Identification and numbering; Various identification systems have been used for years with the Julian calendar. For the Romans, the dominant method was to name after the two consuls eponymous to taking office, which is made on 1 January since -153. The Romans sometimes used the year of the reign of the Emperor, and the late fourth century, the documents were dated by 15-year cycle of Indiction . In 537, Justinian imposed the mention of the emperor and his year reign over that of proclaiming and namesake of the consul, while allowing the use of local eras. In
309 and 310, and certain future dates, no consul was appointed. In this case, the consular date was given, indicating the number of years since the last Consul (Consular post-dating). After 541, only the emperor ruled the consulate, typically for one year, and dating postconsulaire became the norm. The system is obsolete, was formally abolished by Leo VI in 888 .
The ab Urbe condita , dating "from the founding of the city (ie Rome ), was rarely used to designate years. This method was used by Roman historians to determine the number of years between two different events and historians could use different dates.
The adoption of the Julian calendar led to several local eras, as the era of Actium or Hispanic era, and some were used during a certain time. The Era of Martyrs , also called Anno Diocletian, was used by Christians of Alexandria for their Easter date during the fourth century and the fifth century, and continues to be by the Coptic churches and Ethiopian .
In the eastern Mediterranean, the efforts of Christians such chronographs Aniene Alexandria to date the creation of the world after the Bible led to the introduction of eras of Anno Mundi based on this event . The most important is the Etos kosmou used in the Byzantine world from the tenth century and in Russia until 1700. To the west, around 527 , Dionysius the Little proposed the system of anno Domini , that is to say, "year of the Lord," which has gradually spread throughout the Christian world: the years were numbered from the supposed date of embodiment or the announcement of Christ on March 25 year a (either in the ab Urbe condita 753).

Year's Day
year consular Roman calendar began on 1 January since 153 BC . BC and this point was not changed by the reform julienne (other types of years could start another day, as the religious year traditional or year).
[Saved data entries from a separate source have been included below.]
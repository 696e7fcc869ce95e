use serde::{Deserialize, Serialize};
use std::net::SocketAddr;
use std::path::Path;

use crate::error::{ExposureError, Result};

const LOG_LEVELS: &[&str] = &["trace", "debug", "info", "warn", "error"];

#[derive(Debug, Clone, Default, Serialize, Deserialize)]
pub struct ExposureConfig {
    #[serde(default)]
    pub server: ServerConfig,
    #[serde(default)]
    pub logging: LoggingConfig,
    #[serde(default)]
    pub cli: CliConfig,
}

#[derive(Debug, Clone, Serialize, Deserialize)]
pub struct ServerConfig {
    /// Address the HTTP shell listens on
    #[serde(default = "default_bind_addr")]
    pub bind_addr: String,
    /// Upper bound on concurrently open assessment sessions
    #[serde(default = "default_max_sessions")]
    pub max_sessions: usize,
}

#[derive(Debug, Clone, Serialize, Deserialize)]
pub struct LoggingConfig {
    /// Default filter level; `RUST_LOG` takes precedence
    #[serde(default = "default_log_level")]
    pub level: String,
}

#[derive(Debug, Clone, Serialize, Deserialize)]
pub struct CliConfig {
    /// Print the help text under each question in the wizard
    #[serde(default = "default_show_help_text")]
    pub show_help_text: bool,
    #[serde(default)]
    pub output: OutputFormat,
    /// Assessment server used by `assess` when set
    #[serde(default)]
    pub server_url: Option<String>,
}

#[derive(Debug, Clone, Copy, Default, PartialEq, Eq, Serialize, Deserialize)]
#[serde(rename_all = "lowercase")]
pub enum OutputFormat {
    #[default]
    Text,
    Json,
}

fn default_bind_addr() -> String {
    "127.0.0.1:8080".to_string()
}

const fn default_max_sessions() -> usize {
    1024
}

fn default_log_level() -> String {
    "info".to_string()
}

const fn default_show_help_text() -> bool {
    true
}

impl Default for ServerConfig {
    fn default() -> Self {
        Self {
            bind_addr: default_bind_addr(),
            max_sessions: default_max_sessions(),
        }
    }
}

impl Default for LoggingConfig {
    fn default() -> Self {
        Self {
            level: default_log_level(),
        }
    }
}

impl Default for CliConfig {
    fn default() -> Self {
        Self {
            show_help_text: default_show_help_text(),
            output: OutputFormat::default(),
            server_url: None,
        }
    }
}

impl ExposureConfig {
    /// Load and validate a TOML configuration file
    pub fn from_file(path: impl AsRef<Path>) -> Result<Self> {
        let content = std::fs::read_to_string(path.as_ref())?;
        Self::from_toml_str(&content)
    }

    pub fn from_toml_str(content: &str) -> Result<Self> {
        let config: ExposureConfig = toml::from_str(content)?;
        config.validate()?;
        Ok(config)
    }

    pub fn validate(&self) -> Result<()> {
        if self.server.max_sessions == 0 {
            return Err(ExposureError::config_validation(
                "server.max_sessions must be greater than 0",
            ));
        }

        self.bind_addr()?;

        if !LOG_LEVELS.contains(&self.logging.level.to_ascii_lowercase().as_str()) {
            return Err(ExposureError::config_validation(format!(
                "logging.level must be one of {}, got '{}'",
                LOG_LEVELS.join(", "),
                self.logging.level
            )));
        }

        if let Some(url) = &self.cli.server_url {
            if !(url.starts_with("http://") || url.starts_with("https://")) {
                return Err(ExposureError::config_validation(format!(
                    "cli.server_url must use http or https, got '{}'",
                    url
                )));
            }
        }

        Ok(())
    }

    pub fn bind_addr(&self) -> Result<SocketAddr> {
        self.server.bind_addr.parse().map_err(|_| {
            ExposureError::config_validation(format!(
                "server.bind_addr is not a socket address: '{}'",
                self.server.bind_addr
            ))
        })
    }
}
In contrast, local calendars aligned with the Julian calendar could keep a date from different year. In Egypt, the Alexandrian calendar began August 29 (August 30 after a leap year). Multiple calendars in local provincial fielded on the anniversary of Augustus, September 23. The Indiction provoked the adoption of September 1 as the beginning of the year in the Byzantine Empire and this date is always used in the Orthodox Church for the beginning of the liturgical year . When Vladimir I of Kiev adopted the Julian calendar 988, the year was numbered Anno Mundi 6496 and commenced on 1 March, six months after the start of Anno Mundi Byzantine same number. In 1492 (Anno Mundi 7000), Ivan III realigned the beginning of the year to September 1st, Anno Mundi in 7000 lasted only six months so that Russia, from March 1 to August 31, 1492.
During the Middle Ages in regions of Western Europe affiliated to the Roman Catholic Church , schedules continued to display 12 columns in the months from January to December, starting on 1 January. However, the Most of these countries began the numbering of the year to an important religious holiday, as in December 25 (Nativity of Jesus ) at March 25 ( incarnation of Jesus), even as Easter in France.
the ninth century, March 25 was used as the beginning of a new year in southern Europe. This practice spread to Europe from the eleventh century and England in the late twelfth century. For example, British parliamentary records recorded the execution of Charles I 30 January 1648 Even if the date would correspond to what would now be considered on January 30 1649 .
Most countries of Western Europe moved the New Year on January 1 prior to adoption of the Gregorian calendar (even before its creation in 1582 ), mainly during the sixteenth century. The following list gives some examples:
1522: Venice
1529: Sweden
1544 : Holy Roman Empire
1556 : Spain, Portugal
1559 : Prussia, Denmark
1564: France
1576 : Netherlands South
1579: Lorraine
1583 : Batavian Republic
1600 : Scotland
1700: Russia
1721: Tuscany
1752: England

Intercalation

Principle:
The Julian calendar includes the addition of a leap day every four years to obtain an average year of 365.25, close to the value of tropical year of 365.2422 . However, this system adds too many leap years and led to an average shift of the equinoxes about 11 minutes earlier each year, one day in 134 years. It is possible that this problem was known to Caesar the creation of the calendar, but there is not given importance. This discrepancy led eventually to the adoption of the Gregorian reform in 1582.

Position
The exact position of the leap day in the original Julian calendar is not known with certainty. In 238 , Censorinus stated that it was inserted after the Terminals (February 23 ) [1] . It was therefore followed five days of February, that is to say, ad VI, V, IV, III and PRID. Kal. Mart. (These days correspond to 24 to 28 February in common years and 25-29 February in a leap year). All later writers, like Macrobius around 430 [2] , Bede in 725 [3] and computist medieval followed this rule, while as the liturgical calendar of the Roman Catholic church until 1970. The days of
months were numbered consecutively until the late Middle Ages . The leap day was then considered the last day of February, ie the February 29.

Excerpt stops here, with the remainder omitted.